Residents to fight beach retreat plan
By MEGAN KINNINMENT
CLOSE to 200 of Byron Bay's wealthiest residents yesterday launched a class action against Byron Shire Council.
Members of the Belongil Progress Association yesterday briefed their lawyers to take the council to court over its 'planned retreat' decision this week.
This would let nature take its course, and their multimillion dollar homes too, along the Belongil coastline.
The 'planned retreat' option to deal with the increasing erosion threat along The Belongil and New Brighton coastline was voted in as the council prepares its draft coastline management plan.
Residents argued for sand nourishment to build up the beach and protect their homes, but were knocked back by mayor Cr Jan Barham's casting vote in favour of retreat.

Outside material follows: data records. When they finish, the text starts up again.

//! Logging setup.
//!
//! This module provides:
//! - `EnvFilter` based level control (`LOG_FILTER` / `RUST_LOG`)
//! - Local timezone timestamps for logs
//! - Optional JSON console output
//! - Optional daily rolling log file with retention cleanup

use std::path::{Path, PathBuf};
use std::time::Duration;

use chrono::{Local, NaiveDate, Utc};
use tokio_util::sync::CancellationToken;
use tracing::{debug, info, warn};
use tracing_appender::non_blocking::WorkerGuard;
use tracing_subscriber::{
    EnvFilter, Layer,
    fmt::{self, format::Writer, time::FormatTime},
    layer::SubscriberExt,
    util::SubscriberInitExt,
};

use crate::config::{LogConfig, LogFormat};

/// Used when neither `LOG_FILTER` nor `RUST_LOG` is set.
pub const DEFAULT_LOG_FILTER: &str = "live_notifier=info,platforms_client=info";

/// File name prefix for the daily rolling log file.
pub const LOG_FILE_PREFIX: &str = "live-notifier.log";

/// Rotated files older than this many days are removed.
const LOG_RETENTION_DAYS: i64 = 7;

const RETENTION_CHECK_INTERVAL: Duration = Duration::from_secs(24 * 60 * 60);

/// Local wall-clock timestamps with millisecond precision.
#[derive(Debug, Clone, Copy)]
struct LocalTimer;

impl FormatTime for LocalTimer {
    fn format_time(&self, w: &mut Writer<'_>) -> std::fmt::Result {
        let now = Local::now();
        write!(w, "{}", now.format("%Y-%m-%dT%H:%M:%S%.3f%:z"))
    }
}

/// Keeps the background file writer alive; drop it only at shutdown.
pub struct LoggingGuard {
    _file_guard: Option<WorkerGuard>,
    log_dir: Option<PathBuf>,
}

impl LoggingGuard {
    /// Directory of the rolling log file, if file logging is enabled.
    pub fn log_dir(&self) -> Option<&Path> {
        self.log_dir.as_deref()
    }

    /// Prune rotated log files once a day until `cancel` fires.
    ///
    /// Does nothing when file logging is off.
    pub fn start_retention_cleanup(&self, cancel: CancellationToken) {
        let Some(log_dir) = self.log_dir.clone() else {
            return;
        };

        tokio::spawn(async move {
            let mut ticker = tokio::time::interval(RETENTION_CHECK_INTERVAL);
            loop {
                tokio::select! {
                    _ = cancel.cancelled() => break,
                    _ = ticker.tick() => {
                        if let Err(e) = cleanup_old_logs(&log_dir, LOG_RETENTION_DAYS).await {
                            warn!(dir = %log_dir.display(), error = %e, "Log retention pass failed");
                        }
                    }
                }
            }
            debug!("Log retention stopped");
        });
    }
}

/// Build the filter from config, falling back to [`DEFAULT_LOG_FILTER`].
pub fn build_filter(config: &LogConfig) -> crate::Result<EnvFilter> {
    let directive = config.filter.as_deref().unwrap_or(DEFAULT_LOG_FILTER);
    EnvFilter::try_new(directive)
        .map_err(|e| crate::Error::config(format!("Invalid log filter '{}': {}", directive, e)))
}

/// Initialize the global subscriber.
///
/// Keep the returned guard alive for the lifetime of the process, otherwise
/// buffered file output is lost.
pub fn init_logging(config: &LogConfig) -> crate::Result<LoggingGuard> {
    let filter = build_filter(config)?;

    let console = match config.format {
        LogFormat::Text => fmt::layer().with_ansi(true).with_timer(LocalTimer).boxed(),
        LogFormat::Json => fmt::layer().json().with_timer(LocalTimer).boxed(),
    };

    let (file_layer, file_guard) = match &config.dir {
        Some(dir) => {
            std::fs::create_dir_all(dir)?;
            let file_appender = tracing_appender::rolling::daily(dir, LOG_FILE_PREFIX);
            let (non_blocking, guard) = tracing_appender::non_blocking(file_appender);
            let layer = fmt::layer()
                .with_writer(non_blocking)
                .with_ansi(false)
                .with_timer(LocalTimer);
            (Some(layer), Some(guard))
        }
        None => (None, None),
    };

    tracing_subscriber::registry()
        .with(filter)
        .with(console)
        .with(file_layer)
        .try_init()
        .map_err(|e| {
            crate::Error::Other(format!("Logging already initialized: {}", e))
        })?;

    Ok(LoggingGuard {
        _file_guard: file_guard,
        log_dir: config.dir.clone(),
    })
}

/// Name of the file the daily appender is writing to right now.
///
/// `tracing_appender` rolls over at UTC midnight and stamps files with the
/// UTC date, whatever the local timezone.
pub(crate) fn current_log_file_name() -> String {
    format!("{}.{}", LOG_FILE_PREFIX, Utc::now().format("%Y-%m-%d"))
}

/// Date stamp of a rotated log file, if `name` is one of ours.
fn rotated_log_date(name: &str) -> Option<NaiveDate> {
    let stamp = name.strip_prefix(LOG_FILE_PREFIX)?.strip_prefix('.')?;
    NaiveDate::parse_from_str(stamp, "%Y-%m-%d").ok()
}

/// Remove rotated log files dated more than `keep_days` before today.
async fn cleanup_old_logs(log_dir: &Path, keep_days: i64) -> std::io::Result<usize> {
    let oldest_kept = Utc::now().date_naive() - chrono::Duration::days(keep_days);
    let mut removed = 0;

    let mut dir = tokio::fs::read_dir(log_dir).await?;
    while let Some(entry) = dir.next_entry().await? {
        let expired = entry
            .file_name()
            .to_str()
            .and_then(rotated_log_date)
            .is_some_and(|date| date < oldest_kept);
        if !expired || !entry.file_type().await?.is_file() {
            continue;
        }

        let path = entry.path();
        match tokio::fs::remove_file(&path).await {
            Ok(()) => {
                removed += 1;
                debug!(path = %path.display(), "Removed expired log file");
            }
            Err(e) => warn!(path = %path.display(), error = %e, "Could not remove expired log file"),
        }
    }

    if removed > 0 {
        info!(removed, "Log retention pass finished");
    }
    Ok(removed)
}

#[cfg(test)]
mod tests {
    use super::*;

    #[test]
    fn test_default_filter() {
        assert!(DEFAULT_LOG_FILTER.contains("live_notifier=info"));
        assert!(build_filter(&LogConfig::default()).is_ok());
    }

    #[test]
    fn test_custom_filter() {
        let config = LogConfig {
            filter: Some("live_notifier=debug,reqwest=warn".to_string()),
            ..Default::default()
        };
        let filter = build_filter(&config).unwrap();
        assert!(filter.to_string().contains("live_notifier=debug"));

        let invalid = LogConfig {
            filter: Some("live_notifier=notalevel".to_string()),
            ..Default::default()
        };
        assert!(build_filter(&invalid).is_err());
    }

    #[test]
    fn test_rotated_log_date() {
        assert_eq!(
            rotated_log_date("live-notifier.log.2024-03-09"),
            NaiveDate::from_ymd_opt(2024, 3, 9)
        );
        assert_eq!(rotated_log_date("live-notifier.log"), None);
        assert_eq!(rotated_log_date("live-notifier.log.latest"), None);
        assert_eq!(rotated_log_date("other.log.2024-03-09"), None);
    }

    #[tokio::test]
    async fn test_cleanup_old_logs() {
        let dir = tempfile::tempdir().unwrap();
        let today = Utc::now().date_naive();
        let dated = |date: NaiveDate| {
            dir.path()
                .join(format!("{}.{}", LOG_FILE_PREFIX, date.format("%Y-%m-%d")))
        };

        let old = dir.path().join(format!("{}.2000-01-01", LOG_FILE_PREFIX));
        let fresh = dir.path().join(current_log_file_name());
        let oldest_kept = dated(today - chrono::Duration::days(LOG_RETENTION_DAYS));
        let just_expired = dated(today - chrono::Duration::days(LOG_RETENTION_DAYS + 1));
        let unrelated = dir.path().join("notes.txt");
        for path in [&old, &fresh, &oldest_kept, &just_expired, &unrelated] {
            std::fs::write(path, "x").unwrap();
        }

        let removed = cleanup_old_logs(dir.path(), LOG_RETENTION_DAYS).await.unwrap();
        assert_eq!(removed, 2);
        assert!(!old.exists());
        assert!(!just_expired.exists());
        assert!(fresh.exists());
        assert!(oldest_kept.exists());
        assert!(unrelated.exists());
    }

    #[test]
    fn test_current_log_file_matches_appender() {
        use std::io::Write;

        let dir = tempfile::tempdir().unwrap();
        let mut appender = tracing_appender::rolling::daily(dir.path(), LOG_FILE_PREFIX);
        appender.write_all(b"line\n").unwrap();
        appender.flush().unwrap();

        let names: Vec<String> = std::fs::read_dir(dir.path())
            .unwrap()
            .map(|entry| entry.unwrap().file_name().to_string_lossy().into_owned())
            .collect();
        assert_eq!(names, vec![current_log_file_name()]);
    }
}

"We have today begun the process of briefing our lawyers to appeal this manifestly fraudulent administrative decision," the association's treasurer/secretary, Sue Campbell, said in a statement issued yesterday.
"We're irate," Ms Campbell said. "We have 150 to 200 people in out association and we are spending all of our energy on this court case."
The residents are also disputing the science behind the council's decision.
"(The council's) own consultants have recommended that other proven hazard management methods be explored first ? equitable methods which aim to nourish the beach and maintain its amenity for the whole community," she said.
Cr Barham said the council had also obtained legal advice before voting for the 'planned retreat' option.
"We have a legal responsibility to prepare for an emergency and ensure public safe- ty," she said.
The mayor disputed claims homes would be bulldozed under the plan, but said older homes not fitting strict design criteria, allowing them to be relocated in the face of an emergency, would either have to be modified or left to fall into the ocean.
"All new homes have to be constructed to council's strict rules about demountability," she said.
"We will conduct an audit at Belongil to confirm all the existing property and get more information to help with the logistics of moving the houses."
The mayor also raised the possibility of an 'acquisition policy', where the council and the State bought the properties and leased them back to their current owners.